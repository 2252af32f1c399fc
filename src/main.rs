//! stashdb CLI entry point
//!
//! Installs the log subscriber, then delegates to `cli::run`. Errors go
//! to stderr with a non-zero exit code.

use stashdb::cli;
use tracing_subscriber::EnvFilter;

fn main() {
    let filter = EnvFilter::try_from_default_env().unwrap_or_else(|_| EnvFilter::new("info"));
    tracing_subscriber::fmt()
        .with_env_filter(filter)
        .with_writer(std::io::stderr)
        .init();

    if let Err(e) = cli::run() {
        eprintln!("{}", e);
        std::process::exit(1);
    }
}
//! Store Registry for stashdb
//!
//! Applications that manage many stores register them here and drive
//! their lifecycle in bulk. The registry is an ordinary owned value; there
//! is no process-wide instance.

mod errors;
mod managed;
mod stores;

pub use errors::{RegistryError, RegistryResult};
pub use managed::ManagedStore;
pub use stores::StoreRegistry;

..............................

◆ **Task prompt**:
No lines before the one containing "owned value; there" belong in the answer; write out that line and each one after it exactly, through the end of the records.

◆ **Task response**:
//! their lifecycle in bulk. The registry is an ordinary owned value; there
//! is no process-wide instance.

mod errors;
mod managed;
mod stores;

pub use errors::{RegistryError, RegistryResult};
pub use managed::ManagedStore;
pub use stores::StoreRegistry;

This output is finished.